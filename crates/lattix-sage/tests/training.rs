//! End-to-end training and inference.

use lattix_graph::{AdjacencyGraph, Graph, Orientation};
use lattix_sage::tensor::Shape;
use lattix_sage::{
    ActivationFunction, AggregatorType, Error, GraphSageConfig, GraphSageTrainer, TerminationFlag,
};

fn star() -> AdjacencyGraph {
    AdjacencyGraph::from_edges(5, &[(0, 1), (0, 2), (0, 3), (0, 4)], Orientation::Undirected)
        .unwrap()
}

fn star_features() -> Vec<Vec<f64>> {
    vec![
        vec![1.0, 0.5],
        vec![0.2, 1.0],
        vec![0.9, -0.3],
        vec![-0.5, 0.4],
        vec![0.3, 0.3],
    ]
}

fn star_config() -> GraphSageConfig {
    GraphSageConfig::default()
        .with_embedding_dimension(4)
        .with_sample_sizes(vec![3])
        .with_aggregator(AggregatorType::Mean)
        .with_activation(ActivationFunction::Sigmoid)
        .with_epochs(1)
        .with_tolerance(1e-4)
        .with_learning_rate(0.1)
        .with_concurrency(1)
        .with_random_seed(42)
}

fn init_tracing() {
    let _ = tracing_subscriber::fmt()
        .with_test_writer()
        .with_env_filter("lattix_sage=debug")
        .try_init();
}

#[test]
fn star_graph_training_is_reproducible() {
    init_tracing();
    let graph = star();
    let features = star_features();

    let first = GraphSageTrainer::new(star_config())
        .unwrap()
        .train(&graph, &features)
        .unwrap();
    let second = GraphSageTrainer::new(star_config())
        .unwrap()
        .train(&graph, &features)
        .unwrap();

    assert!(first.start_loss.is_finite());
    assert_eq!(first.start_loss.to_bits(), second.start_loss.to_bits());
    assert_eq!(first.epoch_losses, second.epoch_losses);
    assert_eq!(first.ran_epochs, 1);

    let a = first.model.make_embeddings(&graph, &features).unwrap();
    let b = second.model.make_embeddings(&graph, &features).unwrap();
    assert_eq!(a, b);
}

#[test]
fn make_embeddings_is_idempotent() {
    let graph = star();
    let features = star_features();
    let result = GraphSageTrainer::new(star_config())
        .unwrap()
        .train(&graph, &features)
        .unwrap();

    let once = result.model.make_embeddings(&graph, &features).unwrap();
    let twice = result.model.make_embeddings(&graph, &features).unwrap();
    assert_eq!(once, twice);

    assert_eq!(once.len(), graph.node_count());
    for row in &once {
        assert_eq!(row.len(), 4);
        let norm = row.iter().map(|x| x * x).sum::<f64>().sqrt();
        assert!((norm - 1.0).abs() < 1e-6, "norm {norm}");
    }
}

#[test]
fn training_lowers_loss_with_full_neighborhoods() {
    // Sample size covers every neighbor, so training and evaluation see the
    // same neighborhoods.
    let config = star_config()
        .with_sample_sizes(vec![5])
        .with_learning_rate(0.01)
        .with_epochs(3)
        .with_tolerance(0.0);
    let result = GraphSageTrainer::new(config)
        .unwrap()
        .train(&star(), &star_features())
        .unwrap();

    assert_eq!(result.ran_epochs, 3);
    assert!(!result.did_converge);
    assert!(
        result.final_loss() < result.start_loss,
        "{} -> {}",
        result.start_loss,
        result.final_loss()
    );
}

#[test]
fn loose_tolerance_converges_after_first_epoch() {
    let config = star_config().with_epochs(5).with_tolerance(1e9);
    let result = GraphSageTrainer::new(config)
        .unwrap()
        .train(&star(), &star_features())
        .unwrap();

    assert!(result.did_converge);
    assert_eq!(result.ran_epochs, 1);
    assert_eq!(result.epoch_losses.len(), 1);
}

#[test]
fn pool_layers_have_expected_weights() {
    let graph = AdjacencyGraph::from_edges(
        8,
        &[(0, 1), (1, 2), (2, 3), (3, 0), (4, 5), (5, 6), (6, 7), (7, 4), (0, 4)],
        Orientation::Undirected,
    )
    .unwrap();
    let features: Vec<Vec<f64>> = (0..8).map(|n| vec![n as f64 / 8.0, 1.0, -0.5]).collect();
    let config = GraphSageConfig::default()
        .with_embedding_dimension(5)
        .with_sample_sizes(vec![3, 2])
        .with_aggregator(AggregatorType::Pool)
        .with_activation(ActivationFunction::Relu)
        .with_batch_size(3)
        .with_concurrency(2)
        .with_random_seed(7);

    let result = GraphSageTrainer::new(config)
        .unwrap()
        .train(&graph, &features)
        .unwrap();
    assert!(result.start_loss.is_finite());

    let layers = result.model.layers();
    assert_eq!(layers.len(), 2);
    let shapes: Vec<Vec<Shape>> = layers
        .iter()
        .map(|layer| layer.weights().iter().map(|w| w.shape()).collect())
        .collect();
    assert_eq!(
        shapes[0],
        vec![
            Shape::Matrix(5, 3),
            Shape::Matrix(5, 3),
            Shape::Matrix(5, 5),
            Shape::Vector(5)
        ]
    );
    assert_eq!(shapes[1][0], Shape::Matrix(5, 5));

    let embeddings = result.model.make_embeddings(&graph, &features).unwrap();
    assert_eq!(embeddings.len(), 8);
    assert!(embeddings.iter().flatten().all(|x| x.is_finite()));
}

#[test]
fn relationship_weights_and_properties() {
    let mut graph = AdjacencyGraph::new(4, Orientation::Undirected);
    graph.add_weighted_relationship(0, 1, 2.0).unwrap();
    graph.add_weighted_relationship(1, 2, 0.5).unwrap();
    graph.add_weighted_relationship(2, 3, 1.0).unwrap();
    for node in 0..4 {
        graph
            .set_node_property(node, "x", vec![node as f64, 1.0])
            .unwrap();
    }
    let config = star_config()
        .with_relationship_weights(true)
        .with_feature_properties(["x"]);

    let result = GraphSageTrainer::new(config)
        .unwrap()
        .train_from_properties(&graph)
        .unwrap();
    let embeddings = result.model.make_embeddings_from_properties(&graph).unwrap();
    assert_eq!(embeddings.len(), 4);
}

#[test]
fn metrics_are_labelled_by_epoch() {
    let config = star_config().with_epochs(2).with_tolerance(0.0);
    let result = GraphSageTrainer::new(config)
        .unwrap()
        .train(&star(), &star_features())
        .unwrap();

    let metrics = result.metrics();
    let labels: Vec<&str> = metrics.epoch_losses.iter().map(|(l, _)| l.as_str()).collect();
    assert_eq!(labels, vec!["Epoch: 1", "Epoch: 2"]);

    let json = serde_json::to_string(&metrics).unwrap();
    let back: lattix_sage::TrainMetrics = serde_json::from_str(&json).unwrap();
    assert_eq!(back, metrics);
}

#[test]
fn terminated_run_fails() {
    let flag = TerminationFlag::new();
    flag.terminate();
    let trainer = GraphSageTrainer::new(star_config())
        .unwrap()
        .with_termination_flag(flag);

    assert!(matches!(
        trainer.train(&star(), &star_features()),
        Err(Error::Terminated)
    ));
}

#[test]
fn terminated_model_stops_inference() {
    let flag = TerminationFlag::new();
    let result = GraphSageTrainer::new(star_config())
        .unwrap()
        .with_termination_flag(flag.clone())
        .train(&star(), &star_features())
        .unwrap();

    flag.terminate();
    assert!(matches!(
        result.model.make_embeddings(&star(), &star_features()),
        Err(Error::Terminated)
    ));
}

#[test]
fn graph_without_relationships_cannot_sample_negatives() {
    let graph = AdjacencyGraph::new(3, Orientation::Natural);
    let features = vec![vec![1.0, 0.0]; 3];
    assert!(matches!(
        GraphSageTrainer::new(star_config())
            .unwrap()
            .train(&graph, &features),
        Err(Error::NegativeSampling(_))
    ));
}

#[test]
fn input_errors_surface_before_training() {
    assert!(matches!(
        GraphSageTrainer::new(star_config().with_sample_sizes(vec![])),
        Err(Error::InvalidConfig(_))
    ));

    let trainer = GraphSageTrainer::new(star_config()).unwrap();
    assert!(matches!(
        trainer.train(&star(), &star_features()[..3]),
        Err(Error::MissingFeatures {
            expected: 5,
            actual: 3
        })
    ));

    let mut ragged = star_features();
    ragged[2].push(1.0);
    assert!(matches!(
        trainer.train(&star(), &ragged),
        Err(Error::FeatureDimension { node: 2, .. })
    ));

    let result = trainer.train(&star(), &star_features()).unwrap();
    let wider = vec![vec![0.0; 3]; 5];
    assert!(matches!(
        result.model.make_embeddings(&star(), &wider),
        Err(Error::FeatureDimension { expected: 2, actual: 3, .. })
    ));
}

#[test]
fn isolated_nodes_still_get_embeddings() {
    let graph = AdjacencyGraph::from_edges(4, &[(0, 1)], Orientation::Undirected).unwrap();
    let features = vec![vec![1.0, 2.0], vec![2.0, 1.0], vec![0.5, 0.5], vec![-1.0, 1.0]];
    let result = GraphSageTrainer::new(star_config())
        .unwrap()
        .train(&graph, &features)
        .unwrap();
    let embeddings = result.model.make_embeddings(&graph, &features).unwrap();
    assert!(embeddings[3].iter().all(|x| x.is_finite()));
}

-*-*-

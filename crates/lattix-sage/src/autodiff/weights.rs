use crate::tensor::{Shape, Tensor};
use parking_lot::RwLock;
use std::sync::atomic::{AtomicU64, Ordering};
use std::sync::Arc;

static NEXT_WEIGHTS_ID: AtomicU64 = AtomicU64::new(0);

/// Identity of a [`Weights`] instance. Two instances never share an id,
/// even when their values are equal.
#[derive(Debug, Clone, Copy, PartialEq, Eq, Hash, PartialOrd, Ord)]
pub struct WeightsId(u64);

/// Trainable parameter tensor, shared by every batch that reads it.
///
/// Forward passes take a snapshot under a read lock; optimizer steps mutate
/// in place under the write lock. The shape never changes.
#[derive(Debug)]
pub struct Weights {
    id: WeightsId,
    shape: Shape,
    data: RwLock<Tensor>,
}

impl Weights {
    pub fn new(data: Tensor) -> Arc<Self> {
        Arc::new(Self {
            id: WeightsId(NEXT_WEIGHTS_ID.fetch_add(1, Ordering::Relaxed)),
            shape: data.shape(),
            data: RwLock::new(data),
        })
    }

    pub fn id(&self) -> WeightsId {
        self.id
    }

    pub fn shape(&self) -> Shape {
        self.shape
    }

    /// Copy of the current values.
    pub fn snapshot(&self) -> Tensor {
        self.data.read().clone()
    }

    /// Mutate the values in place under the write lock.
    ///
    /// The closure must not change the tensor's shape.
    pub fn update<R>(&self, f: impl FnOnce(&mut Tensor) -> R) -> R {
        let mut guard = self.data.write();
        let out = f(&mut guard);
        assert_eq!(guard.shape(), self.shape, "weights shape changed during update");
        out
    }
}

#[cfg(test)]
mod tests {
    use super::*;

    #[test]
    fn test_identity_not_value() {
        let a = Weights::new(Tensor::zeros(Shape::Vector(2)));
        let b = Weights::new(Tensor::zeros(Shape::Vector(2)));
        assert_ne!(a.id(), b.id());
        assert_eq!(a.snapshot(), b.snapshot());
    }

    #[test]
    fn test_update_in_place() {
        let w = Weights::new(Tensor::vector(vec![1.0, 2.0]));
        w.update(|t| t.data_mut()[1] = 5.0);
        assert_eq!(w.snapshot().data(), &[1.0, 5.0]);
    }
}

-*-*-

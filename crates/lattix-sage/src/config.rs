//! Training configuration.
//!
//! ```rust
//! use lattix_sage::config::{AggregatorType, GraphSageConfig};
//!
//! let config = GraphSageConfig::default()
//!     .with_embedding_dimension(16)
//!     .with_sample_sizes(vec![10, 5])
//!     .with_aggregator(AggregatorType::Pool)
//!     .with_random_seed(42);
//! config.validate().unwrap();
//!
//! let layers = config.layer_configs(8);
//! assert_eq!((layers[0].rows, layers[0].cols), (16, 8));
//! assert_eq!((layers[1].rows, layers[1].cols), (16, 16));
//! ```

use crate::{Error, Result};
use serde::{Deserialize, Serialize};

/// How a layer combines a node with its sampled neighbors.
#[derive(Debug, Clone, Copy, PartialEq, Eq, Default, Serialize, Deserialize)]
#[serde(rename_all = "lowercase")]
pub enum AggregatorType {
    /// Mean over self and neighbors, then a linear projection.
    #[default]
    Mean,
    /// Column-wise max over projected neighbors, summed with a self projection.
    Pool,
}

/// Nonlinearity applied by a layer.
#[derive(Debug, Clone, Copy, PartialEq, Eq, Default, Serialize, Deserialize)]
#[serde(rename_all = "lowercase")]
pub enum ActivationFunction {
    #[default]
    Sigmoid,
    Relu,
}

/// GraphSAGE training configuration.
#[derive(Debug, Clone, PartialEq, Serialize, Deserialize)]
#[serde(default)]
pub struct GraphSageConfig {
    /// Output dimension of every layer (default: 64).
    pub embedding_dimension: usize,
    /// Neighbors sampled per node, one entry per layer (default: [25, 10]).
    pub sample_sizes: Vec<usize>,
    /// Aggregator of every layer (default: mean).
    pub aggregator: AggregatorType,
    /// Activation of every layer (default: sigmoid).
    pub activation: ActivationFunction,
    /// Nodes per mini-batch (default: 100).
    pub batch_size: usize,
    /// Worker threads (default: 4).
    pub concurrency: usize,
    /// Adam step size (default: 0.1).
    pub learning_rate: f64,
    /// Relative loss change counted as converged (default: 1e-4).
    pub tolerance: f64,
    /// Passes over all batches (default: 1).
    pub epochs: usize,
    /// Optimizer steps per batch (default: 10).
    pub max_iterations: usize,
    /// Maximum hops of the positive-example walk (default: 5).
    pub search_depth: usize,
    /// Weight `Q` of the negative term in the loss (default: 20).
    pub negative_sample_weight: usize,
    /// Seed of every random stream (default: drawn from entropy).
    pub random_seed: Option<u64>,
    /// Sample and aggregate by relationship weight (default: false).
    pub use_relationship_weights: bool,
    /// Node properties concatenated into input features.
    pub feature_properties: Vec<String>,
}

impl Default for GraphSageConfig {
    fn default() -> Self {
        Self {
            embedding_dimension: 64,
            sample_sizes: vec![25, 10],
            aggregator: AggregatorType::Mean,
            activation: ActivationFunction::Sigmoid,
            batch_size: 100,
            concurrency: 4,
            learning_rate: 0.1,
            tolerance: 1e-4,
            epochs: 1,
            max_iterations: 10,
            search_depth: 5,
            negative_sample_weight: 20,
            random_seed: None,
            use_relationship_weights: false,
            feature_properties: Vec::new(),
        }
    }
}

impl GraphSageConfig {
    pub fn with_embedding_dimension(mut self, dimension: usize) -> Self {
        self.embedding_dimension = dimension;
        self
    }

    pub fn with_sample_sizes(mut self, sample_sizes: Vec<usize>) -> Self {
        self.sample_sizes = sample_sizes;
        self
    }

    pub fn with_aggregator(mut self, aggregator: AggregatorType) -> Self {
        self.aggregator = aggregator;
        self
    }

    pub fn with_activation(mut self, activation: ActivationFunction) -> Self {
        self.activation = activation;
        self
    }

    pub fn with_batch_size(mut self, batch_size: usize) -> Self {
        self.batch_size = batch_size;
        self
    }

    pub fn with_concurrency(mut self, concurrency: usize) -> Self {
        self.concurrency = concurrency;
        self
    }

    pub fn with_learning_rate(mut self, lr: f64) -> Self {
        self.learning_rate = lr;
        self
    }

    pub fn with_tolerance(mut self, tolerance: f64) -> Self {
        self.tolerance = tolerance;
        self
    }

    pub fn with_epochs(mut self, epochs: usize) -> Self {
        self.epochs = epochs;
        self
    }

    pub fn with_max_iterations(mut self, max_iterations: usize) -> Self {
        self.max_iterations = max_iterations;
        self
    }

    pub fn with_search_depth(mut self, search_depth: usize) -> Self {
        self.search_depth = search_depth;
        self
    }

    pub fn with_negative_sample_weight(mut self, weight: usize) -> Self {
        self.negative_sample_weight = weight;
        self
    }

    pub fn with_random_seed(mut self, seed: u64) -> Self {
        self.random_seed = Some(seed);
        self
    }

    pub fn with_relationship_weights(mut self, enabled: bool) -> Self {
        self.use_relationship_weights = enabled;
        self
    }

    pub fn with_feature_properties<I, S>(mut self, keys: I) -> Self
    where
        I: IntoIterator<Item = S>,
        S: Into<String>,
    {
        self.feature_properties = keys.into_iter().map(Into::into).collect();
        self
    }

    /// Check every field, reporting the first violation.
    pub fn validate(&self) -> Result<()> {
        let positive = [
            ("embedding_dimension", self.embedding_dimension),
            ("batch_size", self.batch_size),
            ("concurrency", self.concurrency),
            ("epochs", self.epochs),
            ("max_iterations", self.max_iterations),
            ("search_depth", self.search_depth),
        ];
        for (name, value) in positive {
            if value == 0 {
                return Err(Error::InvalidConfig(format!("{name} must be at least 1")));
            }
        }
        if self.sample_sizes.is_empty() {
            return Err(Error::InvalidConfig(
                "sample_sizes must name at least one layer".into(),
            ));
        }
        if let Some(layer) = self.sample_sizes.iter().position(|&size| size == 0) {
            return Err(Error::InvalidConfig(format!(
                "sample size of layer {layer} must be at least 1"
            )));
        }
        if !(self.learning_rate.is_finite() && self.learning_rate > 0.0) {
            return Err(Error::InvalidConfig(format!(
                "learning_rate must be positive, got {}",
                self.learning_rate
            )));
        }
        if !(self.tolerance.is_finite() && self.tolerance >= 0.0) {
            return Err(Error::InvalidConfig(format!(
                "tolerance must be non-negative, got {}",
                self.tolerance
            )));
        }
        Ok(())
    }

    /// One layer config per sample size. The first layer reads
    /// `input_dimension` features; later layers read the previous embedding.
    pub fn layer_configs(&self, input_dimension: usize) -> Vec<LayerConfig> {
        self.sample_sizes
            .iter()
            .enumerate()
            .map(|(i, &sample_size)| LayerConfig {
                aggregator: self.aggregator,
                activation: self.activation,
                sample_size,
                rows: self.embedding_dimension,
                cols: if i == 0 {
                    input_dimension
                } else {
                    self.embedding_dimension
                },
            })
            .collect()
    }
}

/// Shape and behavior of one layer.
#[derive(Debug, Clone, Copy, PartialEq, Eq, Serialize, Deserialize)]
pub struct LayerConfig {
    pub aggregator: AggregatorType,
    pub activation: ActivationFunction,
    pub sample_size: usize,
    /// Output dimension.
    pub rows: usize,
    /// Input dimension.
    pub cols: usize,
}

-*-*-

--- What to produce ---
Provide the number of lines in the records above containing the string "false", and write nothing more.

--- The answer ---
2